--------- Received message begins Here ---------
Tim Waugh <[EMAIL PROTECTED]>:
> On Thu, Jan 04, 2001 at 03:39:10PM +0100, Andrea Arcangeli wrote:
>
> > As noted yesterday falling into parport_write will silenty lose data when the
> > printer is off.
>
> (Actually it depends; I think FIFO/DMA paths are fine, but yes, the
> software implementation can lose data.)
>
> > If it's not feasible to make parport_write reliable against
> > power-off printer, then I recommend to loop in interruptible mode
> > before entering the main loop (waiting the printer to power-on) like
> > in latest patch from Peter.
>
> Have I missed a patch? How do you know whether or not the printer is
> on yet?
>
> As I understand it, you can't guarantee anything about any of the
> signals when the printer is off, so all you can do is look for
> 'suspicous' things (like 'no error' and 'paper out'). But some
> printers do this during normal operation, and hence the LP_CAREFUL
> switch.
>
> Return -EIO when the printer is on and off-line is a bug, sure enough.

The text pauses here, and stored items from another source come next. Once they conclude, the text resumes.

//! FansReader: per-fan speed and limits from the firmware.
//!
//! Fan identity (name, min/max RPM) is read once at construction. Each read
//! only refreshes the actual speed key `F<i>Ac`.

use std::sync::Arc;

use serde::Serialize;

use crate::config::StatsConfig;
use crate::platform::FirmwareService;
use crate::reader::{Platform, Reader, ReaderInfo, ReaderKind, Requirement};

pub(crate) static FANS_INFO: ReaderInfo = ReaderInfo {
    name: "fans",
    description: "Fan speeds with their minimum and maximum RPM",
    kind: ReaderKind::Fans,
    platform: Platform::MacOS,
    requirements: &[Requirement::Smc],
};

#[derive(Debug, Clone, PartialEq, Serialize)]
pub struct Fan {
    pub id: usize,
    pub name: String,
    pub min_speed: f64,
    pub max_speed: f64,
    /// Current speed in RPM.
    pub value: f64,
    pub enabled: bool,
}

impl Fan {
    fn speed_key(&self) -> String {
        format!("F{}Ac", self.id)
    }

    /// Speed as a whole-RPM label, e.g. `"1843 RPM"`.
    pub fn formatted_value(&self) -> String {
        format!("{} RPM", self.value as i64)
    }
}

pub struct FansReader {
    firmware: Arc<dyn FirmwareService>,
    fans: Vec<Fan>,
}

impl FansReader {
    pub fn new(firmware: Arc<dyn FirmwareService>, config: &StatsConfig) -> Self {
        let fans = discover_fans(firmware.as_ref(), config);
        Self { firmware, fans }
    }

    pub fn fans(&self) -> &[Fan] {
        &self.fans
    }
}

/// Upper bound on `FNum`; anything larger is a garbage reply.
const MAX_FANS: usize = 16;

fn discover_fans(firmware: &dyn FirmwareService, config: &StatsConfig) -> Vec<Fan> {
    let Some(count) = firmware.value("FNum") else {
        log::debug!("fans: FNum unavailable");
        return Vec::new();
    };
    let count = count.clamp(0.0, MAX_FANS as f64) as usize;

    (0..count)
        .map(|id| Fan {
            id,
            name: firmware
                .string_value(&format!("F{id}ID"))
                .unwrap_or_else(|| format!("Fan #{id}")),
            min_speed: firmware.value(&format!("F{id}Mn")).unwrap_or(1.0),
            max_speed: firmware.value(&format!("F{id}Mx")).unwrap_or(1.0),
            value: firmware.value(&format!("F{id}Ac")).unwrap_or(0.0),
            enabled: config.fan_enabled(id),
        })
        .collect()
}

impl Reader for FansReader {
    type Snapshot = Vec<Fan>;

    fn info(&self) -> &ReaderInfo {
        &FANS_INFO
    }

    fn read(&mut self, on_result: impl FnOnce(Vec<Fan>)) {
        for fan in &mut self.fans {
            if let Some(value) = self.firmware.value(&fan.speed_key()) {
                fan.value = value;
            }
        }
        on_result(self.fans.clone());
    }
}

#[cfg(test)]
mod tests {
    use super::*;
    use crate::platform::NullFirmware;
    use crate::test_support::FakeFirmware;

    fn two_fans() -> FakeFirmware {
        FakeFirmware::new()
            .with_raw("FNum", "ui8 ", &[2])
            .with_text("F0ID", "Left side")
            .with_raw("F0Mn", "fpe2", &[0x1F, 0x40])
            .with_raw("F0Mx", "fpe2", &[0x5D, 0xC0])
            .with_raw("F0Ac", "fpe2", &[0x2E, 0xE0])
    }

    #[test]
    fn identity_is_read_at_construction() {
        let reader = FansReader::new(Arc::new(two_fans()), &StatsConfig::default());
        let fans = reader.fans();
        assert_eq!(fans.len(), 2);

        assert_eq!(fans[0].name, "Left side");
        assert_eq!(fans[0].min_speed, 2000.0);
        assert_eq!(fans[0].max_speed, 6000.0);
        assert_eq!(fans[0].value, 3000.0);

        assert_eq!(fans[1].name, "Fan #1");
        assert_eq!(fans[1].min_speed, 1.0);
        assert_eq!(fans[1].max_speed, 1.0);
        assert_eq!(fans[1].value, 0.0);
        assert!(fans.iter().all(|f| f.enabled));
    }

    #[test]
    fn read_refreshes_speed_only() {
        let firmware = Arc::new(two_fans());
        let mut reader = FansReader::new(firmware.clone(), &StatsConfig::default());

        firmware.set_value("F0Ac", 4200.0);
        firmware.set_raw("F0ID", "ch8*", b"Renamed");
        let fans = reader.snapshot().unwrap();
        assert_eq!(fans[0].value, 4200.0);
        assert_eq!(fans[0].name, "Left side");
        assert_eq!(fans[0].formatted_value(), "4200 RPM");
    }

    #[test]
    fn implausible_fan_count_is_capped() {
        let firmware = FakeFirmware::new().with_value("FNum", 4e9);
        let reader = FansReader::new(Arc::new(firmware), &StatsConfig::default());
        assert_eq!(reader.fans().len(), MAX_FANS);

        let firmware = FakeFirmware::new().with_value("FNum", -3.0);
        let reader = FansReader::new(Arc::new(firmware), &StatsConfig::default());
        assert!(reader.fans().is_empty());
    }

    #[test]
    fn disabled_fans_come_from_config() {
        let config = StatsConfig {
            disabled_fans: vec![1],
            ..StatsConfig::default()
        };
        let reader = FansReader::new(Arc::new(two_fans()), &config);
        assert!(reader.fans()[0].enabled);
        assert!(!reader.fans()[1].enabled);
    }

    #[test]
    fn no_firmware_still_calls_back() {
        let mut reader = FansReader::new(Arc::new(NullFirmware), &StatsConfig::default());
        assert_eq!(reader.snapshot(), Some(Vec::new()));
    }
}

> That's what the -EAGAIN patch was for, and Peter's patch fixes this
> too.
>
> But if you want to avoid losing data when your printer is off you need
> to use LP_CAREFUL, and hope printing still works at all (depends on
> your printer).
>
> If this goes away:
>
> if ((status & LP_PERRORP) && !(LP_F(minor) & LP_CAREFUL))
> /* No error. */
> last = 0;
>
> then some people might not be able to print at all.
I don't believe this is a problem that CAN be fixe, either by hardware
or software.
Originally, (wayback machine on) this was handled by a pull-up resistor
in the parallel interface, on the "off-line" signal. ANY time the printer
was powered off, set offline, or cable unplugged, the "off-line" signal
was raised by the pull-up. No data lost.
Now the parallel interface is bidirectional, and can have multiple devices
attached - this "fix" cannot be used. The interface is now more of a
buss than a single attached interface, and signals from a missing device
(powered off or disconnected) are floating. They may float high or low,
and depending on the environment (and which end of the cable is unplugged)
any thing in between.
Yes, I've lost printouts this way, but there's nothing I can really do
about it other than than tell the users "don't do that - make sure the
printer is turned on before you print".
-------------------------------------------------------------------------
Jesse I Pollard, II
Email: [EMAIL PROTECTED]
Any opinions expressed are solely my own.